**Exercise brief**
Look through the listing below and report every line that contains "CreateGhost".
==*==
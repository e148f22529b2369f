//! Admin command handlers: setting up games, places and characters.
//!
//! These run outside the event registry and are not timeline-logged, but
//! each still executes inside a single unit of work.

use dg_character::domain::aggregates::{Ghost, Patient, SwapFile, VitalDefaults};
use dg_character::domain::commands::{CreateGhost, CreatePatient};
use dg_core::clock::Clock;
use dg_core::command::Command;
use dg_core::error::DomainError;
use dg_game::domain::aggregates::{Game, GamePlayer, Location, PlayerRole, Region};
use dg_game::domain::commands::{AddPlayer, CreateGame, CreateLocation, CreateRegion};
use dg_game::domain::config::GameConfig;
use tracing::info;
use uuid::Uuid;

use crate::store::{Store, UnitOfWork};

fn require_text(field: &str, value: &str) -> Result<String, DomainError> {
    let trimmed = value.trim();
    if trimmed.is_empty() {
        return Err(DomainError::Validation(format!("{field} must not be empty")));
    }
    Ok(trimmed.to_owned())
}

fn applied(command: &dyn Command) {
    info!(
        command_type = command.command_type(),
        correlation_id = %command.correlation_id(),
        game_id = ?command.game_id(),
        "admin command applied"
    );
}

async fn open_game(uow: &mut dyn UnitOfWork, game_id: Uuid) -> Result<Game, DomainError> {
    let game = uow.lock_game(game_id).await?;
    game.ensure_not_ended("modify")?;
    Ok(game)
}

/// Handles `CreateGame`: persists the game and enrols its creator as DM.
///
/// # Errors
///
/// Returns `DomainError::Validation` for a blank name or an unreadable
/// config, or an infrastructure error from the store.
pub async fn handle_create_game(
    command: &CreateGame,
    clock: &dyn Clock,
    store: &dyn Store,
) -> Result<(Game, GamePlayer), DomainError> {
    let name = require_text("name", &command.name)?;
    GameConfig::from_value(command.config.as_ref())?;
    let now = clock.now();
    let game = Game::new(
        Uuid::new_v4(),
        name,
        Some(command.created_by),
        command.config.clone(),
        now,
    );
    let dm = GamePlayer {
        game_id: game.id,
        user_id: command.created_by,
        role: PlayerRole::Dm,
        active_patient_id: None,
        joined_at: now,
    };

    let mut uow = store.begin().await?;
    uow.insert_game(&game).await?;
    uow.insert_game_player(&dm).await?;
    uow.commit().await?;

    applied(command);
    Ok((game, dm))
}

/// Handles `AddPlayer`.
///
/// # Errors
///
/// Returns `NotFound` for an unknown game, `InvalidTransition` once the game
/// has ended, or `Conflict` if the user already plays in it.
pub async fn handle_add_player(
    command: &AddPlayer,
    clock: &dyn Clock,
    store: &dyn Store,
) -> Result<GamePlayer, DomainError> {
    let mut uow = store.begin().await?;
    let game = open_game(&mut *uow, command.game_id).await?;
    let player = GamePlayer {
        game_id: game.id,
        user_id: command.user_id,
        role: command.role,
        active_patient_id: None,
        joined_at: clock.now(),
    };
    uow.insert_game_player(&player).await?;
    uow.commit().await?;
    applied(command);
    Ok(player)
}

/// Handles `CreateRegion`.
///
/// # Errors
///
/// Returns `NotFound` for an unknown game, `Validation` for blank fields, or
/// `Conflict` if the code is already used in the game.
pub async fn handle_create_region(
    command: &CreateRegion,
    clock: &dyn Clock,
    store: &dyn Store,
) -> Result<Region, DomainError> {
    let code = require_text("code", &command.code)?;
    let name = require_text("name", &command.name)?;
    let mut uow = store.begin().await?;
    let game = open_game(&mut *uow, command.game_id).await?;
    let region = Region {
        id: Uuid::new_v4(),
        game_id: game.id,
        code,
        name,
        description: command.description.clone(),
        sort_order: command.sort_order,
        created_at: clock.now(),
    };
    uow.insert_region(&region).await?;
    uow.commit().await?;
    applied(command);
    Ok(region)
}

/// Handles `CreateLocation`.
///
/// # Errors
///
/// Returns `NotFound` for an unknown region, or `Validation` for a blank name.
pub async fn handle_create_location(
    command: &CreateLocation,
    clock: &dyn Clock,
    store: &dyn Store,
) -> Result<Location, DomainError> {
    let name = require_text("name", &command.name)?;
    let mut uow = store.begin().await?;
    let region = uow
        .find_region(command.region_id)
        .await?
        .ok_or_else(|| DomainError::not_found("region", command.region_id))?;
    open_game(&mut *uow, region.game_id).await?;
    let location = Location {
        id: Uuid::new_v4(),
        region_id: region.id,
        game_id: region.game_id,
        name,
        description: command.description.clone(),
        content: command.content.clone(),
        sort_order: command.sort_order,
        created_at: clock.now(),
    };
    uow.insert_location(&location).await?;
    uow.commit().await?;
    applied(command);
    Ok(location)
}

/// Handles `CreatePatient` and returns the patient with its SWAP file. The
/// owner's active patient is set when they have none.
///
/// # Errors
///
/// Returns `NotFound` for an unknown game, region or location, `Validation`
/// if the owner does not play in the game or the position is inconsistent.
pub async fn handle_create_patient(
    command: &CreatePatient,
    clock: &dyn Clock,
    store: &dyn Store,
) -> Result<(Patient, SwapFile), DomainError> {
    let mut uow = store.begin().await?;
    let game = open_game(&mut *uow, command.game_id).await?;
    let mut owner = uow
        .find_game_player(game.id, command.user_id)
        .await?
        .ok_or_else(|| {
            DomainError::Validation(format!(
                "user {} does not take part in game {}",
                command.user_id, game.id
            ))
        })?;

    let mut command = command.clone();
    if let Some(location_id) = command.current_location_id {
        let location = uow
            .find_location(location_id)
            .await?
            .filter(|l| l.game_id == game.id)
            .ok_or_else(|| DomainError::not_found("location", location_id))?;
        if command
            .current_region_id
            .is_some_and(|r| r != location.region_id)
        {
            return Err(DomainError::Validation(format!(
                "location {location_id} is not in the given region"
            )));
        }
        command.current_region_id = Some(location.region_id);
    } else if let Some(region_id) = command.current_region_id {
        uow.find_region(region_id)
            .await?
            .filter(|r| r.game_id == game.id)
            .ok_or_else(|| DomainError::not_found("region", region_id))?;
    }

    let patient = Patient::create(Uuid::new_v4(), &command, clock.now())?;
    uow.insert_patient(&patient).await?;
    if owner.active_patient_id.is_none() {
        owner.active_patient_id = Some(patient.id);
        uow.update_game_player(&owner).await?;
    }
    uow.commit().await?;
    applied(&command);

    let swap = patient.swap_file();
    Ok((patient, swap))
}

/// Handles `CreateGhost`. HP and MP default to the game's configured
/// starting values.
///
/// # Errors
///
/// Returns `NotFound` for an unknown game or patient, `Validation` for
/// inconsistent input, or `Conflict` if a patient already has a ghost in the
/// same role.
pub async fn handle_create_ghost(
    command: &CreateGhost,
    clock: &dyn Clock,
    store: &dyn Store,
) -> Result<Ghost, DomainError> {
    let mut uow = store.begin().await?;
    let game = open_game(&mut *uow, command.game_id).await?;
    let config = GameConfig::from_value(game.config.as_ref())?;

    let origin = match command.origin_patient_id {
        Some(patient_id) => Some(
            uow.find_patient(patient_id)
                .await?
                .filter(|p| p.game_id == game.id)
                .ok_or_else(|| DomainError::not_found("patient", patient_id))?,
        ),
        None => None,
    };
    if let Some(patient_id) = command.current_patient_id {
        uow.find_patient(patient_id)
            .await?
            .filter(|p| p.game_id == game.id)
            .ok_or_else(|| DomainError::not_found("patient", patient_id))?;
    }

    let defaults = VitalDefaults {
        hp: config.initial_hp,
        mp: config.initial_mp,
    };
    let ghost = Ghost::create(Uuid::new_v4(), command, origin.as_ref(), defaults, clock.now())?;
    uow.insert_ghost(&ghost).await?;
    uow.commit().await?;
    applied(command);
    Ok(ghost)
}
==*==
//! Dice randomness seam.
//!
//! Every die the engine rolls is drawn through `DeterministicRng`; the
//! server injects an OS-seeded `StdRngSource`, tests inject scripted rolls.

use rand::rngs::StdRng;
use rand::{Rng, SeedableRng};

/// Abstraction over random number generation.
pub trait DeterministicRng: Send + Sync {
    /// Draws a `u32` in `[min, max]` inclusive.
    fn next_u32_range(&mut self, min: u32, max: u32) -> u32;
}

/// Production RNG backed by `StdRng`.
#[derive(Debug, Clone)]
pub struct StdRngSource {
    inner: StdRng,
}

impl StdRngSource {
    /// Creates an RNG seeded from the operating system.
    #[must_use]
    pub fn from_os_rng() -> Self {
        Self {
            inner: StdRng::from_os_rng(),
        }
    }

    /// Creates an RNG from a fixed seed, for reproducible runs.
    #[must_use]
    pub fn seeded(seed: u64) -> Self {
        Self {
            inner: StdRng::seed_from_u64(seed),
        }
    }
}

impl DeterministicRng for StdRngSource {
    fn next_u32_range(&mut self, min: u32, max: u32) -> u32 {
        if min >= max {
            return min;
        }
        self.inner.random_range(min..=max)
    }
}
==*==
**Answer section**
use dg_character::domain::commands::{CreateGhost, CreatePatient};
/// Handles `CreateGhost`. HP and MP default to the game's configured
    command: &CreateGhost,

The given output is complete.